[Start of Attachment]

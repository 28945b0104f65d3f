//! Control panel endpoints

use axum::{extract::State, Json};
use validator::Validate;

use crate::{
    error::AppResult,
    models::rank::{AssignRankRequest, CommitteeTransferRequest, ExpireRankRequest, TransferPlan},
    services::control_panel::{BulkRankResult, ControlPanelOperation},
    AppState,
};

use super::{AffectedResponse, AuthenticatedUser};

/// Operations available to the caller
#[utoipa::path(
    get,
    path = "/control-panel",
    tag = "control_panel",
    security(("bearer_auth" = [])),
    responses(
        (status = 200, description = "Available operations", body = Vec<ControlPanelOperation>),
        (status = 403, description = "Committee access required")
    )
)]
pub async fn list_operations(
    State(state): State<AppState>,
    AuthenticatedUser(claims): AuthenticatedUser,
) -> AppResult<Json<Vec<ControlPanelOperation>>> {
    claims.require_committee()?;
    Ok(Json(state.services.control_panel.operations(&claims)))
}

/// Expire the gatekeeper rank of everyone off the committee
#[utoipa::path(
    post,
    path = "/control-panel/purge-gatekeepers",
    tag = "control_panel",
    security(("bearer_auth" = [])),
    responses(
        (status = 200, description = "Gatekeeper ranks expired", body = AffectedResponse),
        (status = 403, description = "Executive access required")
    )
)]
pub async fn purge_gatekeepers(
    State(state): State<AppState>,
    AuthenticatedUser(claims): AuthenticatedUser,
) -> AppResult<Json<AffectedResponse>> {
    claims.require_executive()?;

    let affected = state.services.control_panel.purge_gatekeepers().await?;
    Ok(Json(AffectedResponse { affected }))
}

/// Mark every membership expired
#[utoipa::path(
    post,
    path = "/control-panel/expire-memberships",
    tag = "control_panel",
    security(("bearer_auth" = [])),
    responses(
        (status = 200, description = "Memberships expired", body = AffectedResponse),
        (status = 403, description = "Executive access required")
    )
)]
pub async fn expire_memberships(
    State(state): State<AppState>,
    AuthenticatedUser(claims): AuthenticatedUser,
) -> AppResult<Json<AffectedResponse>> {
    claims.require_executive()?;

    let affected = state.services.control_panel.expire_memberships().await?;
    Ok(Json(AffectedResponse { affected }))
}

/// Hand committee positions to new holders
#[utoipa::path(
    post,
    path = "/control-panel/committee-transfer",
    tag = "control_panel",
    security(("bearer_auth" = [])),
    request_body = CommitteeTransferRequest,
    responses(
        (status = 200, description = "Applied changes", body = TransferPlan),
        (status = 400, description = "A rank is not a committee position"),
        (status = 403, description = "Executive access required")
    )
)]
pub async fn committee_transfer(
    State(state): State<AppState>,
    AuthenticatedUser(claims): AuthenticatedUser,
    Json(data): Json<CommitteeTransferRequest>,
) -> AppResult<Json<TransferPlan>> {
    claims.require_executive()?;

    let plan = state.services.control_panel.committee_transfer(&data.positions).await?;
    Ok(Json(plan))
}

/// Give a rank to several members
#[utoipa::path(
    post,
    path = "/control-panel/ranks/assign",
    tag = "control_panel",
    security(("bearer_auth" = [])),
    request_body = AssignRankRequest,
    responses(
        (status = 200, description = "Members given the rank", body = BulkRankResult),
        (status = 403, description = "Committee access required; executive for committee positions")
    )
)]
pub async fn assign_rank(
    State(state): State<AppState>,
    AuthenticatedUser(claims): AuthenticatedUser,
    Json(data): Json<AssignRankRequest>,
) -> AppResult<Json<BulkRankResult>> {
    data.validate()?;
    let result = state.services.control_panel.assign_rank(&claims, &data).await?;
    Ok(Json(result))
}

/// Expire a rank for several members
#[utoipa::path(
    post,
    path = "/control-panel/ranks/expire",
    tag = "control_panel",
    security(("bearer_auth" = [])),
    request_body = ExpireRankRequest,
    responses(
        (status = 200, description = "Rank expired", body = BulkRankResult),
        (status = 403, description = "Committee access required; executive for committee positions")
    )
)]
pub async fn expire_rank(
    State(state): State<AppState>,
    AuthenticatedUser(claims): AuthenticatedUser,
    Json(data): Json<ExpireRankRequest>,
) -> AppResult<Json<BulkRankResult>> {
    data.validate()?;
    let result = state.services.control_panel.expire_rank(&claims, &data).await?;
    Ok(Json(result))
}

[End of Attachment]

● **Task to carry out**: Return every line of the material above exactly.

● **Output of the exercise**:
repository 28945b0104f65d3f
//! Control panel endpoints

use axum::{extract::State, Json};
use validator::Validate;

use crate::{
    error::AppResult,
    models::rank::{AssignRankRequest, CommitteeTransferRequest, ExpireRankRequest, TransferPlan},
    services::control_panel::{BulkRankResult, ControlPanelOperation},
    AppState,
};

use super::{AffectedResponse, AuthenticatedUser};

/// Operations available to the caller
#[utoipa::path(
    get,
    path = "/control-panel",
    tag = "control_panel",
    security(("bearer_auth" = [])),
    responses(
        (status = 200, description = "Available operations", body = Vec<ControlPanelOperation>),
        (status = 403, description = "Committee access required")
    )
)]
pub async fn list_operations(
    State(state): State<AppState>,
    AuthenticatedUser(claims): AuthenticatedUser,
) -> AppResult<Json<Vec<ControlPanelOperation>>> {
    claims.require_committee()?;
    Ok(Json(state.services.control_panel.operations(&claims)))
}

/// Expire the gatekeeper rank of everyone off the committee
#[utoipa::path(
    post,
    path = "/control-panel/purge-gatekeepers",
    tag = "control_panel",
    security(("bearer_auth" = [])),
    responses(
        (status = 200, description = "Gatekeeper ranks expired", body = AffectedResponse),
        (status = 403, description = "Executive access required")
    )
)]
pub async fn purge_gatekeepers(
    State(state): State<AppState>,
    AuthenticatedUser(claims): AuthenticatedUser,
) -> AppResult<Json<AffectedResponse>> {
    claims.require_executive()?;

    let affected = state.services.control_panel.purge_gatekeepers().await?;
    Ok(Json(AffectedResponse { affected }))
}

/// Mark every membership expired
#[utoipa::path(
    post,
    path = "/control-panel/expire-memberships",
    tag = "control_panel",
    security(("bearer_auth" = [])),
    responses(
        (status = 200, description = "Memberships expired", body = AffectedResponse),
        (status = 403, description = "Executive access required")
    )
)]
pub async fn expire_memberships(
    State(state): State<AppState>,
    AuthenticatedUser(claims): AuthenticatedUser,
) -> AppResult<Json<AffectedResponse>> {
    claims.require_executive()?;

    let affected = state.services.control_panel.expire_memberships().await?;
    Ok(Json(AffectedResponse { affected }))
}

/// Hand committee positions to new holders
#[utoipa::path(
    post,
    path = "/control-panel/committee-transfer",
    tag = "control_panel",
    security(("bearer_auth" = [])),
    request_body = CommitteeTransferRequest,
    responses(
        (status = 200, description = "Applied changes", body = TransferPlan),
        (status = 400, description = "A rank is not a committee position"),
        (status = 403, description = "Executive access required")
    )
)]
pub async fn committee_transfer(
    State(state): State<AppState>,
    AuthenticatedUser(claims): AuthenticatedUser,
    Json(data): Json<CommitteeTransferRequest>,
) -> AppResult<Json<TransferPlan>> {
    claims.require_executive()?;

    let plan = state.services.control_panel.committee_transfer(&data.positions).await?;
    Ok(Json(plan))
}

/// Give a rank to several members
#[utoipa::path(
    post,
    path = "/control-panel/ranks/assign",
    tag = "control_panel",
    security(("bearer_auth" = [])),
    request_body = AssignRankRequest,
    responses(
        (status = 200, description = "Members given the rank", body = BulkRankResult),
        (status = 403, description = "Committee access required; executive for committee positions")
    )
)]
pub async fn assign_rank(
    State(state): State<AppState>,
    AuthenticatedUser(claims): AuthenticatedUser,
    Json(data): Json<AssignRankRequest>,
) -> AppResult<Json<BulkRankResult>> {
    data.validate()?;
    let result = state.services.control_panel.assign_rank(&claims, &data).await?;
    Ok(Json(result))
}

/// Expire a rank for several members
#[utoipa::path(
    post,
    path = "/control-panel/ranks/expire",
    tag = "control_panel",
    security(("bearer_auth" = [])),
    request_body = ExpireRankRequest,
    responses(
        (status = 200, description = "Rank expired", body = BulkRankResult),
        (status = 403, description = "Committee access required; executive for committee positions")
    )
)]
pub async fn expire_rank(
    State(state): State<AppState>,
    AuthenticatedUser(claims): AuthenticatedUser,
    Json(data): Json<ExpireRankRequest>,
) -> AppResult<Json<BulkRankResult>> {
    data.validate()?;
    let result = state.services.control_panel.expire_rank(&claims, &data).await?;
    Ok(Json(result))
}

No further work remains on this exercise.